===== Provided records =====
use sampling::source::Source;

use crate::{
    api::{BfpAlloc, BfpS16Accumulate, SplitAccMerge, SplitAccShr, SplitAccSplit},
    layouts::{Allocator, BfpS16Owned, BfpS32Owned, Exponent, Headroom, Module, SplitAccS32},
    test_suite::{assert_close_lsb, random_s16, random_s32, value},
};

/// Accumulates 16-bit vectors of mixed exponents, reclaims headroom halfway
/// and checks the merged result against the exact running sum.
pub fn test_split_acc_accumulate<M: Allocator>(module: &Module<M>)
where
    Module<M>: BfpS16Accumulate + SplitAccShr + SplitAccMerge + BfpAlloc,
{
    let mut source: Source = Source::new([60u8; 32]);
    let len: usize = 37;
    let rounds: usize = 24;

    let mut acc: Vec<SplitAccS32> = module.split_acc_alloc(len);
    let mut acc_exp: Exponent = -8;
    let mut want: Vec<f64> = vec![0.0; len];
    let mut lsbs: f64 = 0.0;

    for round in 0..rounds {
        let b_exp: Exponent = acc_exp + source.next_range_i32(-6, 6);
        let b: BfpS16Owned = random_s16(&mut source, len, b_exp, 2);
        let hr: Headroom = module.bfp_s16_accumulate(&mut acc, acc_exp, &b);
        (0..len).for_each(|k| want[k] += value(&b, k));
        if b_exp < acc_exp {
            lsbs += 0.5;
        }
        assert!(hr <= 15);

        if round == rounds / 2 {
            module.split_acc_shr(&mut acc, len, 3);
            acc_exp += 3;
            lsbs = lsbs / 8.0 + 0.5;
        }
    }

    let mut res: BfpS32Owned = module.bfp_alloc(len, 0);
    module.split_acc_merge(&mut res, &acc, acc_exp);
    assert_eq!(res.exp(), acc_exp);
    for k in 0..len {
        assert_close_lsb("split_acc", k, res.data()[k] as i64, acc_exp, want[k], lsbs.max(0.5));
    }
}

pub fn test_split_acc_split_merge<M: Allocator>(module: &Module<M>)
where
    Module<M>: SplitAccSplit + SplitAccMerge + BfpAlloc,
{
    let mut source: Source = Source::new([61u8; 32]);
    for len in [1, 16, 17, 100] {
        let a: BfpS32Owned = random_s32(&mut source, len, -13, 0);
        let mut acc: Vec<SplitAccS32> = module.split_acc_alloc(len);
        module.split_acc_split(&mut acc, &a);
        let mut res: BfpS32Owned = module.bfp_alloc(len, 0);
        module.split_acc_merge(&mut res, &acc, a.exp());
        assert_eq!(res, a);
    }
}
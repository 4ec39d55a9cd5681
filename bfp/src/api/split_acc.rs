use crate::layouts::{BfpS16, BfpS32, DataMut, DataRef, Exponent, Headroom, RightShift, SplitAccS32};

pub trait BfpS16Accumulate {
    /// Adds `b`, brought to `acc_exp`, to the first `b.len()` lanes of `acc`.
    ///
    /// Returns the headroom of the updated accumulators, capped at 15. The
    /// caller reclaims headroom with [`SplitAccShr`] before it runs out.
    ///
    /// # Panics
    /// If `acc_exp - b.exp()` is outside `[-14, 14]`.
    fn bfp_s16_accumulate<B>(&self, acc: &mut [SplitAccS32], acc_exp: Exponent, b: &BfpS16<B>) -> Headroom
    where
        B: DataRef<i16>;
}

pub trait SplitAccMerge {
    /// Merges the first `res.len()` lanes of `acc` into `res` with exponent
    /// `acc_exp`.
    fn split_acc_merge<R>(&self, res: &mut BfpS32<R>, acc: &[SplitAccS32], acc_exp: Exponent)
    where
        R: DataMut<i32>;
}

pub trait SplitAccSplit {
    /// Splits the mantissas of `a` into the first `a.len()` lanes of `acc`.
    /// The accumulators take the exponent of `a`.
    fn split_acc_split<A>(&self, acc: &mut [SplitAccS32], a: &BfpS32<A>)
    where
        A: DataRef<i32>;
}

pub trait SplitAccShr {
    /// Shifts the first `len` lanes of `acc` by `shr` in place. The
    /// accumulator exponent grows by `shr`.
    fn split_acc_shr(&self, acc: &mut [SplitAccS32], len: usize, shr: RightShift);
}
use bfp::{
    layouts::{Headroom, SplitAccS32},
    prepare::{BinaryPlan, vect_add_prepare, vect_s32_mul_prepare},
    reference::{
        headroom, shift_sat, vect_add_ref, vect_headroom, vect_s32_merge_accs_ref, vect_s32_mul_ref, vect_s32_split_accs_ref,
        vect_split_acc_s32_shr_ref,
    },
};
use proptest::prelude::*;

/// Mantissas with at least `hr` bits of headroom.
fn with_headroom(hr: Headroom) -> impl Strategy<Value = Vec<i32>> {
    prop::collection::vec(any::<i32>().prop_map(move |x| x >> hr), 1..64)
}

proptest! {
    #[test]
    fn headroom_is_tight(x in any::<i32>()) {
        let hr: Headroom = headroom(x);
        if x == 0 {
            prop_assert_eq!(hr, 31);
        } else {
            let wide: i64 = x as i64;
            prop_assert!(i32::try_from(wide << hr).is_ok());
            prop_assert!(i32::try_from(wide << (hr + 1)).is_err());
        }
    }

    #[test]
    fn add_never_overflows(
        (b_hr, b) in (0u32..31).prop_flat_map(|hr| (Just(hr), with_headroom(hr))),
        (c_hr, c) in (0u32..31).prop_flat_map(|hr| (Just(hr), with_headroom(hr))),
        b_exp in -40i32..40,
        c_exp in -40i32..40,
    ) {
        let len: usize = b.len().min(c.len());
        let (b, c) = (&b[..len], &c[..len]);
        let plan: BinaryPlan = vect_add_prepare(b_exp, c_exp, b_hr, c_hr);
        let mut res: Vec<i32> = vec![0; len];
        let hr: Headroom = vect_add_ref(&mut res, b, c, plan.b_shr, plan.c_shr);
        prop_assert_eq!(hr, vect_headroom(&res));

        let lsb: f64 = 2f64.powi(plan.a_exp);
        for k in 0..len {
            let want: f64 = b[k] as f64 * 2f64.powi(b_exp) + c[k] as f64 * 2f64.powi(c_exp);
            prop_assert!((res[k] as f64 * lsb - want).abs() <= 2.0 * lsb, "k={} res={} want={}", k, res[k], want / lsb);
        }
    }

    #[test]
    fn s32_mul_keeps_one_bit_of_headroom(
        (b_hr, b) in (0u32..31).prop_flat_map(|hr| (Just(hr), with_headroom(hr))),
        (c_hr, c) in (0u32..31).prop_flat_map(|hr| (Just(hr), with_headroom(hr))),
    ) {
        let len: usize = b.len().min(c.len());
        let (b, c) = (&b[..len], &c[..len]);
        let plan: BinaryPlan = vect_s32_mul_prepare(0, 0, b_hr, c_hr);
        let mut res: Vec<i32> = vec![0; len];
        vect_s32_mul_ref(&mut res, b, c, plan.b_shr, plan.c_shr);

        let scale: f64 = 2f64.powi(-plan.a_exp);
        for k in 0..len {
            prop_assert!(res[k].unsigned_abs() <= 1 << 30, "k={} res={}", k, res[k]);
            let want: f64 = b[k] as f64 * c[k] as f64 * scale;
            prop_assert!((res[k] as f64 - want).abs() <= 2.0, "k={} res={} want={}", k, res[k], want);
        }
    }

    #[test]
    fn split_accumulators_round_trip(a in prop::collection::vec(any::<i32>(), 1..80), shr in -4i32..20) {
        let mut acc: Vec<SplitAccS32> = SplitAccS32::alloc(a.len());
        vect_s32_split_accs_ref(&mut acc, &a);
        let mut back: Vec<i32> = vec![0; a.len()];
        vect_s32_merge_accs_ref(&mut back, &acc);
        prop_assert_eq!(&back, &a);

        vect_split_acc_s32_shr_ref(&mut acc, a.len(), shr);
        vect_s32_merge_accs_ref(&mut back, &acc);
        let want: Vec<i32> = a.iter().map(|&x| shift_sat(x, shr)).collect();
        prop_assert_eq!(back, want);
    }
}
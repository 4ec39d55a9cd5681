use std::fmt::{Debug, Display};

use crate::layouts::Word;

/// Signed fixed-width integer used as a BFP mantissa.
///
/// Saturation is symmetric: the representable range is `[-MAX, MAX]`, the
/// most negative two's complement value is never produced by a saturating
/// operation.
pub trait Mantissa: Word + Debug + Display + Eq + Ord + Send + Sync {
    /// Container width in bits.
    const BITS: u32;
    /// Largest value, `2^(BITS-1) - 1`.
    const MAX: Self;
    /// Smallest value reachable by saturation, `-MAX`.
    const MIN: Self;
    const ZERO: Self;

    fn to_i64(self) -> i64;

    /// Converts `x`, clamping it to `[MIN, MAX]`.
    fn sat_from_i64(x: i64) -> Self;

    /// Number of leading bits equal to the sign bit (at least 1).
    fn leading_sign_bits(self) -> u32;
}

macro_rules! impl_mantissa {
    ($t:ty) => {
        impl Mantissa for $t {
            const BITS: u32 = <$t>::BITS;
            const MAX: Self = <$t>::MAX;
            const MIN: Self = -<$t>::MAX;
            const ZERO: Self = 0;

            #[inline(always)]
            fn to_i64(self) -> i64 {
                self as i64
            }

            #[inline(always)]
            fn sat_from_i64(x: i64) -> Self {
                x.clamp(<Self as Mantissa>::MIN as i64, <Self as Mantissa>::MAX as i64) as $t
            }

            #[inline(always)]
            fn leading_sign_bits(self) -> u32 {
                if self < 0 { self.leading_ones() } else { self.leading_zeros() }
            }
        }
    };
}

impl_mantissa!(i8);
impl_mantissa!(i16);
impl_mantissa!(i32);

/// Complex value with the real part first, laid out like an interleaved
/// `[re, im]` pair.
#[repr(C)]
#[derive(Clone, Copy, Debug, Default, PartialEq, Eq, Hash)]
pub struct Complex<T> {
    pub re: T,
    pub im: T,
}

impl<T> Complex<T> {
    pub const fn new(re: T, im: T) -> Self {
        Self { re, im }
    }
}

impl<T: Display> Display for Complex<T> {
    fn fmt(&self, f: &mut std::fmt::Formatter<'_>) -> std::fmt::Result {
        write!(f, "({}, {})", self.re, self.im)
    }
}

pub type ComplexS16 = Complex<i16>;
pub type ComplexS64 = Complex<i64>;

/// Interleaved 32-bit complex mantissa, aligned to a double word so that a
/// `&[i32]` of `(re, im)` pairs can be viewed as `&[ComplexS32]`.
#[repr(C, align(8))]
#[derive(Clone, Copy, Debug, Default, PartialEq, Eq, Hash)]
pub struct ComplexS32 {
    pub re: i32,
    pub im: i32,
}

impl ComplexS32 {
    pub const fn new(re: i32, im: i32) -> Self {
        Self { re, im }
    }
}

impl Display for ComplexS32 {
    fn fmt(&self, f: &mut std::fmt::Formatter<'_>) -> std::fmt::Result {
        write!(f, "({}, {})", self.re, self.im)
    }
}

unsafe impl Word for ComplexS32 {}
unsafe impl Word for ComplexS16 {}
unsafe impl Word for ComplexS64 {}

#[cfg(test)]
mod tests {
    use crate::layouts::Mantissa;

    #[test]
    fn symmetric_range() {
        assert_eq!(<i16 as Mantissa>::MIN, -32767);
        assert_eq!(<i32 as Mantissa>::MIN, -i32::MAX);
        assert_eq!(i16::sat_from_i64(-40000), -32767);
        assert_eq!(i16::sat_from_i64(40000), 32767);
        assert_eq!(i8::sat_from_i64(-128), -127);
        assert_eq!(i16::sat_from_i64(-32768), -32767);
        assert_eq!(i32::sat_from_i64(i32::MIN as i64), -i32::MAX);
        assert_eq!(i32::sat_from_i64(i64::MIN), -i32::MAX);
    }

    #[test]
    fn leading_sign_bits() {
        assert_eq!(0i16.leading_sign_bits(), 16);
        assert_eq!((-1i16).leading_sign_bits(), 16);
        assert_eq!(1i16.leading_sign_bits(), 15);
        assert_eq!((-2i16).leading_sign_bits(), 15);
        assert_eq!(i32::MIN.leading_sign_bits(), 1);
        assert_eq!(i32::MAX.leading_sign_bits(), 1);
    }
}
=====
Your output must be the lines of the material above, from the first through the line that contains "exact running sum.", copied exactly. Include both endpoints and nothing else.

use sampling::source::Source;

use crate::{
    api::{BfpAlloc, BfpS16Accumulate, SplitAccMerge, SplitAccShr, SplitAccSplit},
    layouts::{Allocator, BfpS16Owned, BfpS32Owned, Exponent, Headroom, Module, SplitAccS32},
    test_suite::{assert_close_lsb, random_s16, random_s32, value},
};

/// Accumulates 16-bit vectors of mixed exponents, reclaims headroom halfway
/// and checks the merged result against the exact running sum.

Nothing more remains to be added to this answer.